While lineage plasticity is a well-established driver of therapy resistance in prostate cancer, the role of tumor-infiltrating immune cells in mediating phenotype switching remains poorly understood. Here, we employed single-cell multi-omics to systematically characterize immune infiltration dynamics, transcriptional reprogramming, and intercellular communication networks during prostate cancer progression. Our analysis revealed that granulin (GRN)-expressing macrophages orchestrate the transition from adenocarcinoma (Adeno) to a therapy-resistant multilineage state exhibiting vimentin (VIM)+ mesenchymal and stem-like features through GRN/ tumor necrosis factor receptor superfamily member 1A (TNFRSF1A) interaction and the subsequent activation of the nuclear factor kappa-B (NF-κB) pathway.
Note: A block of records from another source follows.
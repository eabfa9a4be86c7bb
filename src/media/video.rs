//! MP4 recording through an FFmpeg child process.
//!
//! Frames are piped to FFmpeg's stdin as raw RGB24. The process is spawned
//! on the first frame, once the frame size is known.

use std::io::{BufRead, BufReader, Write};
use std::path::{Path, PathBuf};
use std::process::{Child, ChildStdin, Command, Stdio};
use std::thread::{self, JoinHandle};

use super::{FrameWriter, MediaError};
use crate::camera::{Frame, Resolution};

/// Frame rate the MP4 is tagged with.
pub const VIDEO_FPS: u32 = 30;

/// Lines of FFmpeg stderr kept for error messages.
const STDERR_TAIL: usize = 5;

struct Encoder {
    child: Child,
    stdin: ChildStdin,
    resolution: Resolution,
    stderr_thread: Option<JoinHandle<Vec<String>>>,
}

/// Writes frames to an H.264 MP4 via `ffmpeg`.
pub struct FfmpegVideoWriter {
    path: PathBuf,
    fps: u32,
    encoder: Option<Encoder>,
    frames: u64,
}

impl FfmpegVideoWriter {
    pub fn new(path: impl Into<PathBuf>) -> Self {
        Self {
            path: path.into(),
            fps: VIDEO_FPS,
            encoder: None,
            frames: 0,
        }
    }

    /// Whether an `ffmpeg` binary can be run.
    pub fn is_available() -> bool {
        Command::new("ffmpeg")
            .arg("-version")
            .stdin(Stdio::null())
            .stdout(Stdio::null())
            .stderr(Stdio::null())
            .status()
            .map(|status| status.success())
            .unwrap_or(false)
    }

    pub fn path(&self) -> &Path {
        &self.path
    }

    fn ffmpeg_args(&self, resolution: Resolution) -> Vec<String> {
        vec![
            "-y".to_string(),
            "-loglevel".to_string(),
            "error".to_string(),
            "-f".to_string(),
            "rawvideo".to_string(),
            "-pix_fmt".to_string(),
            "rgb24".to_string(),
            "-s".to_string(),
            resolution.to_string(),
            "-r".to_string(),
            self.fps.to_string(),
            "-i".to_string(),
            "-".to_string(),
            "-c:v".to_string(),
            "libx264".to_string(),
            "-pix_fmt".to_string(),
            "yuv420p".to_string(),
            "-movflags".to_string(),
            "+faststart".to_string(),
            self.path.to_string_lossy().into_owned(),
        ]
    }

    fn spawn(&self, resolution: Resolution) -> Result<Encoder, MediaError> {
        let mut child = Command::new("ffmpeg")
            .args(self.ffmpeg_args(resolution))
            .stdin(Stdio::piped())
            .stdout(Stdio::null())
            .stderr(Stdio::piped())
            .spawn()
            .map_err(|e| {
                if e.kind() == std::io::ErrorKind::NotFound {
                    MediaError::FfmpegNotFound
                } else {
                    MediaError::Io(e)
                }
            })?;

        let stdin = child
            .stdin
            .take()
            .ok_or_else(|| MediaError::FfmpegFailed("stdin unavailable".to_string()))?;

        let stderr_thread = child.stderr.take().map(|stderr| {
            thread::spawn(move || {
                let mut lines = Vec::new();
                for line in BufReader::new(stderr).lines() {
                    match line {
                        Ok(l) => {
                            log::debug!("[ffmpeg] {}", l);
                            lines.push(l);
                        }
                        Err(_) => break,
                    }
                }
                lines
            })
        });

        log::info!("Recording {} video to {}", resolution, self.path.display());
        Ok(Encoder {
            child,
            stdin,
            resolution,
            stderr_thread,
        })
    }
}

impl FrameWriter for FfmpegVideoWriter {
    fn write_frame(&mut self, frame: &Frame) -> Result<(), MediaError> {
        if !frame.is_consistent() {
            return Err(MediaError::MalformedFrame {
                width: frame.width,
                height: frame.height,
                len: frame.data.len(),
            });
        }
        if self.encoder.is_none() {
            self.encoder = Some(self.spawn(frame.resolution())?);
        }
        let Some(encoder) = self.encoder.as_mut() else {
            return Ok(());
        };
        if frame.resolution() != encoder.resolution {
            return Err(MediaError::FrameSizeMismatch {
                expected: encoder.resolution,
                got: frame.resolution(),
            });
        }
        encoder.stdin.write_all(&frame.data)?;
        self.frames += 1;
        Ok(())
    }

    fn frames_written(&self) -> u64 {
        self.frames
    }

    fn finish(self: Box<Self>) -> Result<PathBuf, MediaError> {
        let Some(encoder) = self.encoder else {
            return Err(MediaError::EmptyRecording);
        };
        let Encoder {
            mut child,
            stdin,
            stderr_thread,
            ..
        } = encoder;

        // Closing stdin is FFmpeg's end-of-input signal.
        drop(stdin);
        let status = child.wait()?;
        let stderr = stderr_thread.and_then(|h| h.join().ok()).unwrap_or_default();

        if !status.success() {
            let tail = stderr
                .iter()
                .rev()
                .take(STDERR_TAIL)
                .rev()
                .cloned()
                .collect::<Vec<_>>()
                .join("; ");
            return Err(MediaError::FfmpegFailed(format!("{} {}", status, tail).trim().to_string()));
        }

        log::info!("Video saved to {} ({} frames)", self.path.display(), self.frames);
        Ok(self.path)
    }
}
Intriguingly, these plastic tumor subclones reciprocally enhanced GRN expression in macrophages via colony stimulating factor 1 (CSF1) and CSF1 receptor (CSF1R) receptor-ligand axis, establishing a feedforward signaling loop that sustains lineage plasticity. Functional validation demonstrated GRN's critical role in driving epithelial-mesenchymal transition in vitro and conferring resistance to enzalutamide (ENZ) in patient-derived organoids. Therapeutic intervention studies in transgenic Adeno of the mouse prostate (TRAMP) models showed that CSF1R inhibition disrupted this vicious cycle, reducing GRN + macrophages and suppressing multilineage subclone emergence. Spatial mapping revealed direct physical interactions between VIM + tumor cells and GRN + macrophages, while single-cell proteomics in castration-resistant patients confirmed the clinical relevance of this axis. Furthermore, we identified three novel stromal populations [decorin (DCN)+ endothelial cells, C-C motif chemokine ligand 7 (CCL7)+ fibroblasts, and interferon-induced protein with tetratricopeptide repeats 1 (IFIT1)+ neutrophils associated with disease relapse. These findings illuminate the tumor-immune crosstalk underlying treatment resistance and unveil promising therapeutic targets for overcoming lineage plasticity-driven resistance in advanced prostate cancer.